TASK TO CARRY OUT: Your answer should consist of every line from the records that holds the string "Money".
::: EXERCISE MATERIALS
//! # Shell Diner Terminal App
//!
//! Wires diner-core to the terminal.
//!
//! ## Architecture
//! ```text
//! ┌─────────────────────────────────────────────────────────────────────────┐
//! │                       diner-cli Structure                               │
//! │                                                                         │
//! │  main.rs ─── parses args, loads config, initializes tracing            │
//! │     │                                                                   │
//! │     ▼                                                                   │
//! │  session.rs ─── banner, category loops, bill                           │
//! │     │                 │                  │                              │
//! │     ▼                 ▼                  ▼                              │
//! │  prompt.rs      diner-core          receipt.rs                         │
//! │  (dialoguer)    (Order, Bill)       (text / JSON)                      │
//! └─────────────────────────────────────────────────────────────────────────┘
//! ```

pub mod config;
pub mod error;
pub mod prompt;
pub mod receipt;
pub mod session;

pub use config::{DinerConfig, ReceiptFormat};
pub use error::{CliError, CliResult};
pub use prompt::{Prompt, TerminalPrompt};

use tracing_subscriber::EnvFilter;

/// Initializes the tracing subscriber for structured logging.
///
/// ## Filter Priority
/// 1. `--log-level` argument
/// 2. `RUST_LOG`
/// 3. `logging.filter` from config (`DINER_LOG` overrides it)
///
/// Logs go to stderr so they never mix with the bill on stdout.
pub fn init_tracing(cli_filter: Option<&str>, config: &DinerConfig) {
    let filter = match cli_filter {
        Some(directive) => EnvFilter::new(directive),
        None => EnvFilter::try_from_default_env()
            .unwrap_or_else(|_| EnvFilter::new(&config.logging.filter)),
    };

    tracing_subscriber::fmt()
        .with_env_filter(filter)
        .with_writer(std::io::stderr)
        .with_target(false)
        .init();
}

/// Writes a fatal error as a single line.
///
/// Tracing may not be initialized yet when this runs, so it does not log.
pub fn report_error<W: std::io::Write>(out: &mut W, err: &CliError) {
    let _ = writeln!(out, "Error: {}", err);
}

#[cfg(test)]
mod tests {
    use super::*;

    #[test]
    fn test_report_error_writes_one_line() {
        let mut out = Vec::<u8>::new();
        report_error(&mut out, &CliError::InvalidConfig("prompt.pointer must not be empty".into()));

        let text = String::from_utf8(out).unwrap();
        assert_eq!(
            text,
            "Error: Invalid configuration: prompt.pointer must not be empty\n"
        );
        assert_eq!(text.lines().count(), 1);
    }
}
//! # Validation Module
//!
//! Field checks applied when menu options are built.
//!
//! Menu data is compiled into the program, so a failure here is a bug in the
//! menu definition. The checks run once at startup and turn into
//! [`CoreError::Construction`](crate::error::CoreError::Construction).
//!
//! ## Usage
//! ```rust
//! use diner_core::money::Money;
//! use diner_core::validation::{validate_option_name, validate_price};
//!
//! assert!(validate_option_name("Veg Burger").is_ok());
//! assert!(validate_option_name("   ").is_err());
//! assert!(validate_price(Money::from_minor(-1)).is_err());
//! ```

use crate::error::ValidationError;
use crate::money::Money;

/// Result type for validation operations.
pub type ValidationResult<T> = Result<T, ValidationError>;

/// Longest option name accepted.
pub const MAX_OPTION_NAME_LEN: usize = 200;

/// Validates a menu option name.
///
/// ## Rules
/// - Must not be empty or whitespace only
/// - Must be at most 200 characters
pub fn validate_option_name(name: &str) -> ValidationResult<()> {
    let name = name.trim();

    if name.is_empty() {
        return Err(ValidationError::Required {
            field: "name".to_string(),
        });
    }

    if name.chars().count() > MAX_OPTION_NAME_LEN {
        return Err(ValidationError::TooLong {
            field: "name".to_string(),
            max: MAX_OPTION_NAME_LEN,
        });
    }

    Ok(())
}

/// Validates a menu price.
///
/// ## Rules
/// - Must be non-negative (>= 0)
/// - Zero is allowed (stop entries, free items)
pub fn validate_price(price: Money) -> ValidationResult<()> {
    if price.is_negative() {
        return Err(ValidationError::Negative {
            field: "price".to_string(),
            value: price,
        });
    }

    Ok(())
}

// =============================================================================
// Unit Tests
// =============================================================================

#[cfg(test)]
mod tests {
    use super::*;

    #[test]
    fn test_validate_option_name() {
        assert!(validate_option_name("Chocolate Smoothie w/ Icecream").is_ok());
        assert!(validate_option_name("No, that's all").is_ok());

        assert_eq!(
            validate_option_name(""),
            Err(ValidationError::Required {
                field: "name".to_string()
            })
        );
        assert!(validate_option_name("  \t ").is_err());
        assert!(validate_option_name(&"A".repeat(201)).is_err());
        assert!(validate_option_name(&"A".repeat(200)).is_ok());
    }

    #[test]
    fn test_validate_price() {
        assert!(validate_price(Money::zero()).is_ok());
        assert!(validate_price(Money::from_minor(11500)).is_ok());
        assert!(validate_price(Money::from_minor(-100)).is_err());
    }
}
::::::
TASK OUTPUT:
//! use diner_core::money::Money;
//! assert!(validate_price(Money::from_minor(-1)).is_err());
use crate::money::Money;
pub fn validate_price(price: Money) -> ValidationResult<()> {
        assert!(validate_price(Money::zero()).is_ok());
        assert!(validate_price(Money::from_minor(11500)).is_ok());
        assert!(validate_price(Money::from_minor(-100)).is_err());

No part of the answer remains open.